В предлагаемых повестях — не только событийность пережитого, не только материал крестьянской мысли давних лет, но и героизм терпимости православного человека, его духовная и нравственная высота, его извечное неприятие всякого зла и насилия.
1.0 — создание файла
Пётр Еремеев
Чулымские повести
ТРИ БЕДЫ
Всякая правда помянется.
Крестьянская память на всё долга.
По-своему мудрый Яков Иванович Владимиров, любивший раскованное, а почасту и острое словцо, в самом начале мая победного сорок пятого принялся говорить неожиданное для меня. Мы шли с ним подсохшей дорогой — местами Обь уже поднялась вровень с высоким яром и с оплывающих краев льдин, вытолкнутых на бровку берега, падала на землю искристая на солнце капель. Кой-где на пригреве поднимался заметный парок с легким запахом весенней прели.
Солнце, знать, расслабило Якова Ивановича, мужик теплел голосом и уже знакомо, с тихой грустью помечтал, что вот кабы в отцовском-то краю он бы уже о севе думал. Потом разом мой попутчик перевел разговор на другое:
— Вот, парнишечка, кончается и третья наша беда…
Я не тотчас понял своего соседа по барачному жилью — загляделся на широченную реку, дышащую студенью ледохода, на рыжее луговое раздолье за поселком сплавщиков, на темные таловые леса за белыми еще панцирями озер. Вот-вот очнутся ветлы от зимнего забытья и закурятся нежной зеленой дымкой…
— Какие первые?! — Владимиров пятерней зацеписто ухватился за мое плечо и жестко выпалил: — А раскулачивание там, до-ома, а довоенные десять годков, кои скоро нас проредили и состарили…
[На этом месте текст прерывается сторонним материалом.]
//! Download use case: fetch completed export archives and optionally decrypt
//! them into local mailbox files, which is what the filter pipeline consumes.

use crate::adapters::persistence::RequestStore;
use crate::domain::DomainError;
use crate::ports::{AuditGateway, Decryptor};
use std::path::PathBuf;
use std::sync::Arc;
use tracing::{debug, info};

pub struct DownloadService {
    gateway: Arc<dyn AuditGateway>,
    /// When None, archives are left encrypted on disk.
    decryptor: Option<Arc<dyn Decryptor>>,
    store: RequestStore,
    output_dir: PathBuf,
}

impl DownloadService {
    pub fn new(
        gateway: Arc<dyn AuditGateway>,
        decryptor: Option<Arc<dyn Decryptor>>,
        store: RequestStore,
        output_dir: PathBuf,
    ) -> Self {
        Self {
            gateway,
            decryptor,
            store,
            output_dir,
        }
    }

    /// Download every COMPLETED archive recorded by the status poller.
    ///
    /// Archives land at `{user}_{request_id}[_{n}].pgp`; with a decryptor
    /// configured, the matching `.mbox` is produced beside each and returned
    /// instead. Requests that are not completed yet are skipped silently.
    pub async fn fetch_completed(&self) -> Result<Vec<PathBuf>, DomainError> {
        let statuses = self.store.load_statuses().await?;
        let mut mailboxes = Vec::new();

        for status in &statuses {
            if !status.is_completed() || status.file_urls.is_empty() {
                debug!(
                    user = %status.user,
                    request_id = %status.request_id,
                    status = %status.status,
                    "not ready; skipping"
                );
                continue;
            }
            let user = local_part(&status.user);
            for (index, url) in status.file_urls.iter().enumerate() {
                let stem = if index == 0 {
                    format!("{user}_{}", status.request_id)
                } else {
                    format!("{user}_{}_{index}", status.request_id)
                };
                let encrypted = self.output_dir.join(format!("{stem}.pgp"));
                info!(user, url = %url, dest = %encrypted.display(), "downloading archive");
                self.gateway.fetch_archive(url, &encrypted).await?;

                if let Some(decryptor) = &self.decryptor {
                    let mbox = self.output_dir.join(format!("{stem}.mbox"));
                    decryptor.decrypt(&encrypted, &mbox).await?;
                    mailboxes.push(mbox);
                } else {
                    mailboxes.push(encrypted);
                }
            }
        }

        info!(count = mailboxes.len(), "downloads complete");
        Ok(mailboxes)
    }
}

/// The account name before the `@` of a user email address.
fn local_part(email: &str) -> &str {
    email.split('@').next().unwrap_or(email)
}
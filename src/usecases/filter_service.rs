//! The filter pipeline: segment -> parse -> extract -> filter -> serialize.
//!
//! Fully synchronous and single-threaded. One message block is completely
//! processed before the next is read, so peak memory is bounded by one
//! message. The only state shared across messages is the read-only allowlist
//! and the serializer's header latches.

use crate::adapters::csv::SummaryWriter;
use crate::adapters::mbox::{MessageBlocks, parse_message};
use crate::domain::{Allowlist, DomainError};
use std::path::{Path, PathBuf};
use tracing::{debug, info};

/// Sentinel meaning "process the whole archive".
pub const UNBOUNDED: usize = usize::MAX;

/// Run parameters of one filter pass.
#[derive(Debug, Clone)]
pub struct FilterOptions {
    /// The decrypted mailbox archive.
    pub mbox: PathBuf,
    /// Message summary output. Defaults to `<mbox>.mail.csv`.
    pub mail_out: Option<PathBuf>,
    /// Meeting summary output. Defaults to `<mbox>.meeting.csv`.
    pub meeting_out: Option<PathBuf>,
    /// Stop after this many messages, without error.
    pub max_messages: usize,
    /// Emit a header row at the top of each output stream.
    pub emit_headers: bool,
}

impl FilterOptions {
    pub fn new(mbox: PathBuf) -> Self {
        Self {
            mbox,
            mail_out: None,
            meeting_out: None,
            max_messages: UNBOUNDED,
            emit_headers: false,
        }
    }

    fn mail_out(&self) -> PathBuf {
        self.mail_out
            .clone()
            .unwrap_or_else(|| derived_path(&self.mbox, ".mail.csv"))
    }

    fn meeting_out(&self) -> PathBuf {
        self.meeting_out
            .clone()
            .unwrap_or_else(|| derived_path(&self.mbox, ".meeting.csv"))
    }
}

fn derived_path(mbox: &Path, suffix: &str) -> PathBuf {
    let mut name = mbox.as_os_str().to_os_string();
    name.push(suffix);
    PathBuf::from(name)
}

/// Counters of one filter pass.
#[derive(Debug, Default, PartialEq)]
pub struct FilterStats {
    pub scanned: usize,
    pub retained: usize,
    pub dropped: usize,
    pub meetings: usize,
}

/// Filters a mailbox archive against the allowlist.
pub struct FilterService {
    allowlist: Allowlist,
}

impl FilterService {
    pub fn new(allowlist: Allowlist) -> Self {
        Self { allowlist }
    }

    /// Process the archive one message at a time and append retained rows to
    /// the two output streams. Output files are truncated up front; a fatal
    /// `Resource` error is the only failure mode.
    pub fn run(&self, options: &FilterOptions) -> Result<FilterStats, DomainError> {
        let mail_out = options.mail_out();
        let meeting_out = options.meeting_out();
        let mut writer = SummaryWriter::create(&mail_out, &meeting_out, options.emit_headers)?;

        let blocks = MessageBlocks::from_path(&options.mbox).map_err(|e| {
            DomainError::Resource(format!("open mailbox {}: {e}", options.mbox.display()))
        })?;

        let mut stats = FilterStats::default();
        for block in blocks.take(options.max_messages) {
            let block = block.map_err(|e| {
                DomainError::Resource(format!("read mailbox {}: {e}", options.mbox.display()))
            })?;
            stats.scanned += 1;

            let record = parse_message(&block);
            if self.allowlist.retains(&record) {
                stats.retained += 1;
                stats.meetings += record.meetings.len();
                info!(
                    message_id = record.message_id.as_deref().unwrap_or(""),
                    meetings = record.meetings.len(),
                    "retained message"
                );
                writer.write_message(&record)?;
            } else {
                stats.dropped += 1;
                debug!(
                    message_id = record.message_id.as_deref().unwrap_or(""),
                    "dropped message"
                );
            }
        }
        writer.finish()?;

        info!(
            mbox = %options.mbox.display(),
            scanned = stats.scanned,
            retained = stats.retained,
            dropped = stats.dropped,
            meetings = stats.meetings,
            "filter run complete"
        );
        Ok(stats)
    }
}
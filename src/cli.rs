//! Command-line interface. One subcommand per pipeline stage.
//!
//! Credentials are deliberately absent here: the admin password and gpg
//! passphrase come from the environment or an interactive prompt.

use clap::{Parser, Subcommand};
use std::path::PathBuf;

#[derive(Debug, Parser)]
#[command(name = "gmail-extract")]
#[command(version, about)]
pub struct Cli {
    #[command(subcommand)]
    pub command: Command,
}

#[derive(Debug, Subcommand)]
pub enum Command {
    /// Request mailbox exports for a set of users.
    Export {
        /// Google Apps domain.
        #[arg(long)]
        domain: Option<String>,
        /// File listing the users to back up, one per line.
        #[arg(long)]
        users: PathBuf,
        /// Admin user account.
        #[arg(long)]
        admin: Option<String>,
        /// Public key file; uploaded so archives are encrypted against it.
        #[arg(long)]
        public_key: Option<PathBuf>,
        /// Start date of the export window (YYYY-MM-DD).
        #[arg(long)]
        start_date: Option<String>,
        /// End date of the export window (YYYY-MM-DD).
        #[arg(long)]
        end_date: Option<String>,
        /// Export message headers only.
        #[arg(long)]
        headers_only: bool,
    },

    /// Poll export requests for completion and record download URLs.
    Status {
        /// Google Apps domain.
        #[arg(long)]
        domain: Option<String>,
        /// Admin user account.
        #[arg(long)]
        admin: Option<String>,
        /// List every export request of the domain, not just recorded ones.
        #[arg(long)]
        all: bool,
    },

    /// Download completed export archives.
    Download {
        /// Decrypt downloaded archives with gpg.
        #[arg(long)]
        decrypt: bool,
        /// Directory for downloaded files.
        #[arg(long)]
        output_dir: Option<PathBuf>,
    },

    /// Filter a decrypted mbox archive into CSV summaries.
    Filter {
        /// Decrypted mbox file.
        #[arg(long)]
        mbox: PathBuf,
        /// Account domain allowlist file (default: accounts.txt).
        #[arg(long)]
        accounts: Option<PathBuf>,
        /// Maximum number of messages to process (default: unbounded).
        #[arg(long)]
        max_messages: Option<usize>,
        /// Generate header rows in the output CSV files.
        #[arg(long)]
        headers: bool,
        /// Message summary output (default: <mbox>.mail.csv).
        #[arg(long)]
        mail_out: Option<PathBuf>,
        /// Meeting summary output (default: <mbox>.meeting.csv).
        #[arg(long)]
        meeting_out: Option<PathBuf>,
    },
}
Я насторожился: с чего это он ко мне, мальчишке, с этим разговором, но тут же вспомнил, что с окончанием войны ссыльные «кулаки» в покорной надежде очень ждут решения своей участи — дети их, а кое-кто и из отцов сражались и гибли на всех фронтах Великой Отечественной… Да, в тесном кружке сплавщиков, а то и среди работяг нашего шпалозавода уже частенько приходилось слышать скорбную память бывших хлеборобов о своих муках на причулымских гарях и болотах, а также в пропастных местах Нарыма на Обском севере. Кончилась долгая испуганная немотность оставшихся ссыльных!
Первая беда, обозначенная Яковом Ивановичем[1]… Скоро я наслушался о ней: работал-то на сплавном рейде и уж невольно западали в меня разговоры старших. Сергей Петрович Власов, ставший на лесоповале Карегода калекой еще почти мальчишкой, хорошо помнил, как выгоняли обреченных из родных гнезд:
— Что получше, то и утащили активисты из родительского дома, свели со двора скотину — растащили по себе все, что потным трудом нажили отец с матерью. Шестова июня тридцать первого года, уже на этапе, за поскотиной села, налетели «бедняки» и обобрали обоз несчастных. А ведь у отца нас семеро — чем кормить малых?
— Как же так…
— А вот так! Была бумага сверху: разрешать ссылаемым запастись продуктами, одеждой, даже мелким инвентарем, но на местах-то иные из тех же активистов как поняли: хапай, грабь «кулачье». Как цепные собаки накидывались[2]…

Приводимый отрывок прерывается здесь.